• _THE DATA_:
>>>>>

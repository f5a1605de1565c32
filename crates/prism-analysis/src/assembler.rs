//! Rolling staging window between the sample FIFO and the transform.
//!
//! Samples popped from the FIFO land at the write cursor; frames are copied
//! out from the read cursor. Both cursors wrap around the window, and both
//! copies split into two segments when they cross the end.

use prism_core::SampleConsumer;

/// Accumulates FIFO output and hands out contiguous `fft_size` frames.
pub struct FrameAssembler {
    buffer: Vec<f32>,
    write: usize,
    read: usize,
    fft_size: usize,
    hop: usize,
}

impl FrameAssembler {
    /// Create an assembler over a `capacity`-sample window.
    ///
    /// # Panics
    /// If `capacity <= fft_size` or `hop` is outside `1..=fft_size`.
    pub fn new(capacity: usize, fft_size: usize, hop: usize) -> Self {
        assert!(capacity > fft_size, "staging window must be larger than a frame");
        assert!((1..=fft_size).contains(&hop), "hop must be within 1..=fft_size");
        Self {
            buffer: vec![0.0; capacity],
            write: 0,
            read: 0,
            fft_size,
            hop,
        }
    }

    pub fn capacity(&self) -> usize {
        self.buffer.len()
    }

    pub fn fft_size(&self) -> usize {
        self.fft_size
    }

    pub fn hop(&self) -> usize {
        self.hop
    }

    /// Distance from the read cursor to the write cursor, accounting for wrap.
    ///
    /// Equal cursors mean empty: ingestion never fills the last free slot.
    #[inline]
    pub fn unread_distance(&self) -> usize {
        if self.write >= self.read {
            self.write - self.read
        } else {
            self.buffer.len() - self.read + self.write
        }
    }

    /// Samples that can be ingested without overwriting unread data.
    #[inline]
    pub fn free_space(&self) -> usize {
        self.buffer.len() - 1 - self.unread_distance()
    }

    /// Whether [`extract_frame`](Self::extract_frame) may be called.
    #[inline]
    pub fn can_extract(&self) -> bool {
        self.unread_distance() > self.fft_size
    }

    /// Pop up to `available` samples from `consumer` into the window.
    ///
    /// Returns how many samples were staged. Never exceeds the free space.
    pub fn ingest(&mut self, consumer: &mut SampleConsumer, available: usize) -> usize {
        self.stage(available, |dst| consumer.pop(dst))
    }

    /// Stage samples from a slice (offline use and tests).
    pub fn ingest_slice(&mut self, samples: &[f32]) -> usize {
        let mut offset = 0;
        self.stage(samples.len(), |dst| {
            dst.copy_from_slice(&samples[offset..offset + dst.len()]);
            offset += dst.len();
            dst.len()
        })
    }

    fn stage(&mut self, requested: usize, mut fill: impl FnMut(&mut [f32]) -> usize) -> usize {
        let count = requested.min(self.free_space());
        if count == 0 {
            return 0;
        }

        let capacity = self.buffer.len();
        let first = count.min(capacity - self.write);
        let mut staged = fill(&mut self.buffer[self.write..self.write + first]);

        if staged == first && count > first {
            staged += fill(&mut self.buffer[..count - first]);
        }

        self.write = (self.write + staged) % capacity;
        staged
    }

    /// Copy the next `fft_size` samples into `destination` and advance the
    /// read cursor by one hop.
    ///
    /// # Panics
    /// If fewer than `fft_size + 1` samples are staged, or `destination`
    /// is not exactly `fft_size` long. Check [`can_extract`](Self::can_extract) first.
    pub fn extract_frame(&mut self, destination: &mut [f32]) {
        assert!(
            self.can_extract(),
            "extract_frame needs more than {} staged samples, have {}",
            self.fft_size,
            self.unread_distance()
        );
        assert_eq!(destination.len(), self.fft_size);

        let capacity = self.buffer.len();
        let first = self.fft_size.min(capacity - self.read);
        destination[..first].copy_from_slice(&self.buffer[self.read..self.read + first]);
        destination[first..].copy_from_slice(&self.buffer[..self.fft_size - first]);

        self.read = (self.read + self.hop) % capacity;
    }

    /// Discard all staged samples.
    pub fn reset(&mut self) {
        self.write = 0;
        self.read = 0;
    }
}
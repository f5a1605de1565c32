//! Error types for prism-core.

use core::time::Duration;
use thiserror::Error;

/// Error type for prism-core operations.
///
/// Variants that can be produced on the audio thread carry only `Copy`
/// payloads, so building them never allocates.
#[derive(Error, Debug)]
pub enum Error {
    #[error("Invalid config: {0}")]
    InvalidConfig(String),

    #[error("Invalid sample rate: {0}. Must be finite and greater than zero")]
    InvalidSampleRate(f64),

    #[error("Invalid FFT order: {0}. Must be between {min} and {max}", min = crate::config::MIN_FFT_ORDER, max = crate::config::MAX_FFT_ORDER)]
    InvalidFftOrder(u32),

    #[error("Invalid channel count: {0}")]
    InvalidChannelCount(usize),

    #[error("Buffer size mismatch: expected {expected} values, got {actual}")]
    BufferSizeMismatch { expected: usize, actual: usize },

    #[error("Analysis worker did not stop within {timeout:?}")]
    WorkerStalled { timeout: Duration },

    #[error("Analysis worker panicked")]
    WorkerPanicked,

    #[error("Failed to spawn analysis worker")]
    WorkerSpawn(#[from] std::io::Error),
}

/// Result type alias.
pub type Result<T> = core::result::Result<T, Error>;
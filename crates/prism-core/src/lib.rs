//! Real-time safe building blocks for live spectrum analysis.
//!
//! # Primary API
//!
//! - [`RingBuffer`]: lock-free SPSC sample FIFO, split into
//!   [`SampleProducer`] (audio thread) and [`SampleConsumer`] (analysis worker)
//! - [`Downmixer`]: sums host channels into the mono stream the FIFO carries
//! - [`PipelineConfig`]: sizes and rates shared by every pipeline stage
//! - [`AtomicFlag`], [`AtomicDouble`], [`AtomicCounter`]: cache-line aligned atomics
//!
//! # Example
//!
//! ```
//! use prism_core::{Downmixer, RingBuffer};
//!
//! let (mut producer, mut consumer) = RingBuffer::new(4096)?;
//! let mut mixer = Downmixer::new(512);
//!
//! // Audio callback: stereo block in, mono samples out.
//! mixer.process_interleaved(&[0.5, 0.5, 0.25, 0.25], 2, &mut producer)?;
//!
//! // Analysis thread.
//! let mut buf = [0.0f32; 2];
//! assert_eq!(consumer.pop(&mut buf), 2);
//! assert_eq!(buf, [0.5, 0.25]);
//! # Ok::<(), prism_core::Error>(())
//! ```

pub mod config;
pub mod downmix;
pub mod error;
pub mod fifo;
pub mod lockfree;

pub use config::{validate_sample_rate, PipelineConfig, WindowKind, MAX_FFT_ORDER, MIN_FFT_ORDER};
pub use downmix::Downmixer;
pub use error::{Error, Result};
pub use fifo::{FifoMonitor, RingBuffer, SampleConsumer, SampleProducer};
pub use lockfree::{AtomicCounter, AtomicDouble, AtomicFlag};
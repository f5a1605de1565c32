//! # Live Sine
//!
//! Feed a sweeping stereo sine into a pipeline in real-time sized blocks and
//! print the strongest bin and a coarse text rendering of the spectrum.
//!
//! **Concepts:** Pipeline setup, audio-thread input, reader-side snapshots, display mapping
//!
//! ```bash
//! RUST_LOG=prism_analysis=debug cargo run --example live_sine
//! ```

use prism::prelude::*;
use std::time::Duration;
use tracing_subscriber::EnvFilter;

const SAMPLE_RATE: f64 = 48000.0;
const BLOCK: usize = 480;
const WIDTH: usize = 64;
const LEVELS: &[char] = &[' ', '.', ':', '-', '=', '+', '*', '#', '@'];

fn main() -> prism::Result<()> {
    tracing_subscriber::fmt()
        .with_env_filter(EnvFilter::from_default_env())
        .init();

    let (mut pipeline, mut input) = SpectrumPipeline::builder(SAMPLE_RATE)
        .fft_order(11)
        .hop_size(1024)
        .build()?;

    // Audio thread: 10 ms blocks of a sine sweeping from 200 Hz to 5 kHz.
    let producer = std::thread::spawn(move || -> prism::Result<()> {
        let mut phase = 0.0f64;
        let mut block = vec![0.0f32; BLOCK * 2];
        for n in 0..300 {
            let frequency = 200.0 * 25f64.powf(n as f64 / 300.0);
            for frame in block.chunks_exact_mut(2) {
                phase += 2.0 * std::f64::consts::PI * frequency / SAMPLE_RATE;
                let s = 0.5 * phase.sin() as f32;
                frame[0] = s;
                frame[1] = s;
            }
            input.push_interleaved(&block, 2)?;
            std::thread::sleep(Duration::from_millis(10));
        }
        Ok(())
    });

    // UI thread: 10 refreshes per second.
    let mut live = vec![0.0; pipeline.num_bins()];
    let mut curve = vec![0.0; WIDTH];
    let params = DisplayParams::default();
    for _ in 0..30 {
        std::thread::sleep(Duration::from_millis(100));
        pipeline.copy_live(&mut live)?;

        let (bin, _) = live
            .iter()
            .enumerate()
            .fold((0, 0.0f32), |best, (i, &m)| if m > best.1 { (i, m) } else { best });

        render_curve(&live, &mut curve, &params);
        let line: String = curve
            .iter()
            .map(|&v| LEVELS[(v * (LEVELS.len() - 1) as f32).round() as usize])
            .collect();
        println!(
            "{:>7.1} Hz |{}|",
            pipeline.spectrum().bin_frequency(bin),
            line
        );

        if pipeline.take_max_changed_flag() {
            pipeline.reset_peak();
        }
    }

    producer.join().expect("producer thread panicked")?;
    println!(
        "frames analysed: {}, samples lost to overrun: {}",
        pipeline.spectrum().frames_analyzed(),
        pipeline.overrun_count()
    );
    pipeline.shutdown()
}
//! Producer-side mono downmix.
//!
//! Sums every input channel into one signal scaled by `1 / channels` and
//! pushes the result into the sample FIFO. Called from the audio callback.

use crate::fifo::SampleProducer;
use crate::{Error, Result};

/// Mixes host blocks down to mono without allocating.
///
/// The scratch buffer is allocated once at construction. Blocks longer than
/// it are processed in several chunks, so any host block size is accepted.
pub struct Downmixer {
    scratch: Vec<f32>,
}

impl Downmixer {
    /// Create a downmixer whose scratch buffer holds `max_block_size` frames.
    pub fn new(max_block_size: usize) -> Self {
        Self {
            scratch: vec![0.0; max_block_size.max(1)],
        }
    }

    /// Frames mixed per chunk.
    pub fn chunk_size(&self) -> usize {
        self.scratch.len()
    }

    /// Downmix interleaved frames (`[L0, R0, L1, R1, ...]` for stereo).
    ///
    /// RT-safe: only touches the pre-allocated scratch buffer.
    pub fn process_interleaved(
        &mut self,
        interleaved: &[f32],
        channels: usize,
        producer: &mut SampleProducer,
    ) -> Result<()> {
        if channels == 0 {
            return Err(Error::InvalidChannelCount(0));
        }
        if interleaved.len() % channels != 0 {
            return Err(Error::BufferSizeMismatch {
                expected: interleaved.len() - interleaved.len() % channels,
                actual: interleaved.len(),
            });
        }
        if channels == 1 {
            producer.push(interleaved);
            return Ok(());
        }

        let gain = 1.0 / channels as f32;
        let chunk_samples = self.scratch.len() * channels;

        for block in interleaved.chunks(chunk_samples) {
            let frames = block.len() / channels;
            let out = &mut self.scratch[..frames];
            for (mono, frame) in out.iter_mut().zip(block.chunks_exact(channels)) {
                *mono = frame.iter().sum::<f32>() * gain;
            }
            producer.push(out);
        }

        Ok(())
    }

    /// Downmix planar channels. Every channel must have the same length.
    pub fn process_planar<C: AsRef<[f32]>>(
        &mut self,
        channels: &[C],
        producer: &mut SampleProducer,
    ) -> Result<()> {
        let Some(first) = channels.first() else {
            return Err(Error::InvalidChannelCount(0));
        };
        let frames = first.as_ref().len();
        if let Some(bad) = channels.iter().find(|c| (*c).as_ref().len() != frames) {
            return Err(Error::BufferSizeMismatch {
                expected: frames,
                actual: bad.as_ref().len(),
            });
        }
        if channels.len() == 1 {
            producer.push(first.as_ref());
            return Ok(());
        }

        let gain = 1.0 / channels.len() as f32;
        let chunk = self.scratch.len();
        let mut start = 0;

        while start < frames {
            let len = chunk.min(frames - start);
            let out = &mut self.scratch[..len];
            out.copy_from_slice(&first.as_ref()[start..start + len]);
            for channel in &channels[1..] {
                for (mono, &s) in out.iter_mut().zip(&channel.as_ref()[start..start + len]) {
                    *mono += s;
                }
            }
            for mono in out.iter_mut() {
                *mono *= gain;
            }
            producer.push(out);
            start += len;
        }

        Ok(())
    }
}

<<<<<

Copy each line containing the word "cursors" from the data.

• _RESPONSE TO THIS TASK_:
//! out from the read cursor. Both cursors wrap around the window, and both
    /// Equal cursors mean empty: ingestion never fills the last free slot.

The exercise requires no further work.